Ben ik in mijn boek te streng geweest voor de Islam; is het zo dat de Islam twee à drie generaties verder het westen gaat overspoelen, en dat de ijver waarmede de massa onder hen hun geloof beleven, nog altijd even sterk zal zijn?
IK neem hierin wel een twijfelstelling in, maar de vrees staat er toch, op twee plaatsen zelfs. Is die dan zo reëel dat ik die passages behouden heb?
Toutefois, ce ne sont peut-être que des broutilles, gegeven zijnde dat ik als hoofdgedachte stel dat alles ontstaan is uit de geest, die in den beginne was, dus ook de mens, want ware de mens er niet om te getuigen, of er nu één Universum was, of er nu miljoenen Universums waren, zonder de mens ware dit onbekend gebleven en ongekend is onbestaande.
Dit situeert het belang van de mens in het Universum, er is dus wel sprake, zoals het vermeldt staat in mijn boek, van een Cosmotheandric principal, een drie-eenheid van Kosmos, God of geest, en mens, onafscheidbaar tot een eenheid versmolten. Dat men me hierop aanvalt, en ik weet me te verdedigen.
En om verder te gaan wordt het me ook duidelijk dat het Universum, in zijn totale totaliteit er is opdat de mens er zou kunnen zijn. Deze staat dus centraal. Waarom ons dit gegund is is de vraag die we ons stellen moeten en dan gaan we heel ver.
In de eerste plaats zijn we niet veel meer dan getuige en dan getuige over wat of van wat? Maar, in dit verband zijn we zeker geen toevalligheid.
Wat Monod ook moge aanvoeren om zijn bewering te staven, hij hakkelde op vele plaatsen, hij hield onder meer geen rekening met het enorme ingewikkelde structuur van het atoom en de diverse, tot op heden wellicht nog ongekende elementen en eigenschappen ervan. Van het ogenblik dat we dit niet als beginfase zien kunnen vele stellingen naar voor geschoven worden.
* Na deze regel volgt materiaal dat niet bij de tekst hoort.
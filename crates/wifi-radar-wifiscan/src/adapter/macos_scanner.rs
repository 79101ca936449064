//! Adapter that scans access points on macOS through a CoreWLAN helper.
//!
//! CoreWLAN has no stable C ABI, so the scan runs in a small Swift helper
//! (`mac_wifi --scan-once`) that prints one JSON object per network:
//!
//! ```json
//! {"ssid":"MyNetwork","bssid":"aa:bb:cc:dd:ee:ff","rssi":-52,"channel":36}
//! ```
//!
//! Without Location Services permission macOS redacts the BSSID (missing or
//! all zeros). Those networks get a synthetic identifier derived from SSID
//! and channel, see [`BssidId::synthetic`].

use std::process::Command;
use std::time::Instant;

use serde_json::Value;

use crate::domain::bssid::{BandType, BssidId, BssidObservation};
use crate::error::{ScanResult, WifiScanError};
use crate::port::WlanScanPort;

/// Synchronous WiFi scanner that shells out to the `mac_wifi` helper.
pub struct MacosCoreWlanScanner {
    helper_path: String,
}

impl MacosCoreWlanScanner {
    /// Create a scanner that looks for `mac_wifi` on `$PATH`.
    pub fn new() -> Self {
        Self::with_path("mac_wifi")
    }

    /// Create a scanner with an explicit path to the helper binary.
    pub fn with_path(path: impl Into<String>) -> Self {
        Self {
            helper_path: path.into(),
        }
    }

    /// Run the helper and parse its output.
    pub fn scan_sync(&self) -> ScanResult<Vec<BssidObservation>> {
        let output = Command::new(&self.helper_path)
            .arg("--scan-once")
            .output()
            .map_err(|e| {
                WifiScanError::ProcessError(format!(
                    "failed to run mac_wifi helper ({}): {e}",
                    self.helper_path
                ))
            })?;

        if !output.status.success() {
            let stderr = String::from_utf8_lossy(&output.stderr);
            return Err(WifiScanError::ScanFailed {
                reason: format!("mac_wifi exited with {}: {}", output.status, stderr.trim()),
            });
        }

        let stdout = String::from_utf8_lossy(&output.stdout);
        parse_macos_scan_output(&stdout)
    }
}

impl Default for MacosCoreWlanScanner {
    fn default() -> Self {
        Self::new()
    }
}

impl WlanScanPort for MacosCoreWlanScanner {
    fn scan(&self) -> ScanResult<Vec<BssidObservation>> {
        self.scan_sync()
    }

    fn name(&self) -> &'static str {
        "macos-corewlan"
    }
}

/// Parse the JSON-lines output of the helper.
///
/// Non-JSON lines (status messages) are skipped. Returns a
/// [`WifiScanError::ParseError`] only when the output contained JSON lines
/// and none of them described a usable network.
pub fn parse_macos_scan_output(output: &str) -> ScanResult<Vec<BssidObservation>> {
    let now = Instant::now();
    let mut results = Vec::new();
    let mut json_lines = 0usize;

    for line in output.lines().map(str::trim) {
        if !line.starts_with('{') {
            continue;
        }
        json_lines += 1;
        match serde_json::from_str::<Value>(line) {
            Ok(value) => {
                if let Some(obs) = observation_from_json(&value, now) {
                    results.push(obs);
                }
            }
            Err(e) => tracing::debug!(error = %e, "skipping malformed helper line"),
        }
    }

    if json_lines > 0 && results.is_empty() {
        return Err(WifiScanError::ParseError(format!(
            "{json_lines} helper lines contained no usable network"
        )));
    }
    Ok(results)
}

#[allow(clippy::cast_possible_truncation, clippy::cast_sign_loss)]
fn observation_from_json(value: &Value, timestamp: Instant) -> Option<BssidObservation> {
    let rssi = value.get("rssi")?.as_f64()?;
    let channel = value.get("channel")?.as_f64()?.clamp(0.0, 255.0) as u8;
    let ssid = value
        .get("ssid")
        .and_then(Value::as_str)
        .unwrap_or_default()
        .to_owned();

    let bssid = value
        .get("bssid")
        .and_then(Value::as_str)
        .and_then(|s| BssidId::parse(s).ok())
        .filter(|id| !id.is_redacted())
        .unwrap_or_else(|| BssidId::synthetic(&ssid, channel));

    let band = match value.get("band").and_then(Value::as_str) {
        Some("6GHz") => BandType::Band6GHz,
        Some("5GHz") => BandType::Band5GHz,
        Some("2.4GHz") => BandType::Band2_4GHz,
        _ => BandType::from_channel(channel),
    };

    Some(BssidObservation {
        bssid,
        ssid,
        rssi_dbm: BssidObservation::dbm_from_f64(rssi),
        channel,
        band,
        timestamp,
    })
}

#[cfg(test)]
mod tests {
    use super::*;

    #[test]
    fn parse_valid_output() {
        let output = r#"scanning...
{"ssid":"HomeNet","bssid":"aa:bb:cc:dd:ee:01","rssi":-45,"noise":-90,"channel":6,"band":"2.4GHz"}
{"ssid":"HomeNet_5G","bssid":"aa:bb:cc:dd:ee:02","rssi":-52.6,"channel":36}
"#;
        let obs = parse_macos_scan_output(output).unwrap();
        assert_eq!(obs.len(), 2);
        assert_eq!(obs[0].bssid.to_string(), "aa:bb:cc:dd:ee:01");
        assert_eq!(obs[0].band, BandType::Band2_4GHz);
        assert_eq!(obs[1].rssi_dbm, -53);
        assert_eq!(obs[1].band, BandType::Band5GHz);
    }

    #[test]
    fn redacted_bssid_gets_synthetic_identity() {
        let output = r#"{"ssid":"Cafe","bssid":"00:00:00:00:00:00","rssi":-70,"channel":11}
{"ssid":"Cafe","rssi":-71,"channel":11}"#;
        let obs = parse_macos_scan_output(output).unwrap();
        assert_eq!(obs.len(), 2);
        assert_eq!(obs[0].bssid, BssidId::synthetic("Cafe", 11));
        assert_eq!(obs[0].bssid, obs[1].bssid);
    }

    #[test]
    fn junk_lines_are_skipped() {
        assert!(parse_macos_scan_output("").unwrap().is_empty());
        assert!(parse_macos_scan_output("status: ok\n").unwrap().is_empty());
    }

    #[test]
    fn json_without_usable_network_is_error() {
        let err = parse_macos_scan_output("{\"ssid\":\"x\"}\n{broken").unwrap_err();
        assert!(matches!(err, WifiScanError::ParseError(_)));
    }
}
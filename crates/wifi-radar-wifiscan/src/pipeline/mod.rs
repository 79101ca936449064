//! Signal pipeline: cross-network correlation and the 3D layout it drives.
//!
//! ## Stages
//!
//! 1. [`correlator`] -- pairwise Pearson correlation over aligned RSSI histories
//! 2. [`layout`] -- force-directed placement from the correlation matrix

pub mod correlator;
pub mod layout;

pub use correlator::{pearson_r, CorrelationEngine, CorrelationMatrix};
pub use layout::{LayoutConfig, LayoutSimulator, LayoutStats, NodeState};
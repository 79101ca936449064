//! Per-cycle snapshot sent to viewers.

use chrono::{DateTime, Utc};
use serde::{Deserialize, Serialize};
use wifi_radar_wifiscan::{BandType, BssidId, CorrelationMatrix, LayoutSimulator, NetworkRegistry};

/// Value of the `type` field on every snapshot message.
pub const SNAPSHOT_TYPE: &str = "radar_snapshot";

/// One network as seen by the renderer.
#[derive(Debug, Clone, PartialEq, Serialize, Deserialize)]
pub struct NetworkView {
    pub id: BssidId,
    pub name: String,
    pub band: BandType,
    pub channel: u8,
    /// dBm.
    pub signal_strength: i32,
    pub position: [f64; 3],
    pub cluster: usize,
}

/// A correlation edge with `|r|` at or above the edge threshold.
#[derive(Debug, Clone, PartialEq, Serialize, Deserialize)]
pub struct EdgeView {
    pub network_id_a: BssidId,
    pub network_id_b: BssidId,
    /// Pearson r, rounded to three decimals.
    pub correlation: f64,
}

/// Immutable view of one scan cycle.
#[derive(Debug, Clone, PartialEq, Serialize, Deserialize)]
pub struct Snapshot {
    #[serde(rename = "type")]
    pub kind: String,
    pub cycle: u64,
    /// Unix seconds with millisecond precision.
    pub timestamp: f64,
    pub networks: Vec<NetworkView>,
    pub edges: Vec<EdgeView>,
}

impl Snapshot {
    /// Serialize to the JSON wire form.
    pub fn to_json(&self) -> Result<String, serde_json::Error> {
        serde_json::to_string(self)
    }

    /// Look up a network by id.
    pub fn network(&self, id: &BssidId) -> Option<&NetworkView> {
        self.networks.iter().find(|n| &n.id == id)
    }

    /// Look up the edge between two networks, in either order.
    pub fn edge(&self, a: &BssidId, b: &BssidId) -> Option<&EdgeView> {
        self.edges.iter().find(|e| {
            (&e.network_id_a == a && &e.network_id_b == b)
                || (&e.network_id_a == b && &e.network_id_b == a)
        })
    }
}

fn round3(value: f64) -> f64 {
    (value * 1000.0).round() / 1000.0
}

fn unix_seconds(at: DateTime<Utc>) -> f64 {
    at.timestamp_millis() as f64 / 1000.0
}

/// Assemble a snapshot from the current engine state, stamped with the
/// current wall-clock time.
pub fn build_snapshot(
    cycle: u64,
    registry: &NetworkRegistry,
    layout: &LayoutSimulator,
    matrix: &CorrelationMatrix,
    edge_threshold: f64,
) -> Snapshot {
    build_snapshot_at(cycle, registry, layout, matrix, edge_threshold, Utc::now())
}

/// Like [`build_snapshot`] with an explicit timestamp.
///
/// Networks are sorted by id. Cluster ids come from the correlation graph at
/// `edge_threshold`; networks without enough history to correlate get their
/// own cluster after the correlated ones. Edges are sorted by `(a, b)` and
/// only reference networks present in the registry.
pub fn build_snapshot_at(
    cycle: u64,
    registry: &NetworkRegistry,
    layout: &LayoutSimulator,
    matrix: &CorrelationMatrix,
    edge_threshold: f64,
    at: DateTime<Utc>,
) -> Snapshot {
    let clusters = matrix.clusters(edge_threshold);
    let mut next_cluster = clusters.values().max().map_or(0, |c| c + 1);

    let networks = registry
        .ids()
        .into_iter()
        .filter_map(|id| registry.get(&id))
        .map(|network| {
            let cluster = clusters.get(&network.id).copied().unwrap_or_else(|| {
                next_cluster += 1;
                next_cluster - 1
            });
            NetworkView {
                id: network.id,
                name: network.name.clone(),
                band: network.band,
                channel: network.channel,
                signal_strength: network.signal_dbm,
                position: layout.position(&network.id).unwrap_or([0.0; 3]),
                cluster,
            }
        })
        .collect();

    let edges = matrix
        .edges(edge_threshold)
        .into_iter()
        .filter(|(a, b, _)| registry.get(a).is_some() && registry.get(b).is_some())
        .map(|(a, b, r)| EdgeView {
            network_id_a: a,
            network_id_b: b,
            correlation: round3(r),
        })
        .collect();

    Snapshot {
        kind: SNAPSHOT_TYPE.to_owned(),
        cycle,
        timestamp: unix_seconds(at),
        networks,
        edges,
    }
}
Het is maar als we een beeld opvangen van het atoom en aanvaarden dat dit de bouwsteen is van lichamen en sterren dat er een raadsel opduikt dat enkel geest kan genoemd worden, de geest waaruit alles is ontstaan.
Ik plaats dit alles dus tegenover wat ik verklaar over de Islam, zoals ik het ook plaats tegenover de leer van de Kerk.
Hierbij stelt zich natuurlijk de vraag, hoort dit allemaal thuis in een soort roman over, uiteindelijk, wat ontstond in een berghut en een wandeling over een gletsjer.
Mijn vraag als schrijver ervan blijft, ik zal er moeten mee leven en ook met al wat (hopelijk) over mijn boek zal gezegd en geschreven worden.
Dit geschrift hier is reeds een voorbereiding op wat komen kan.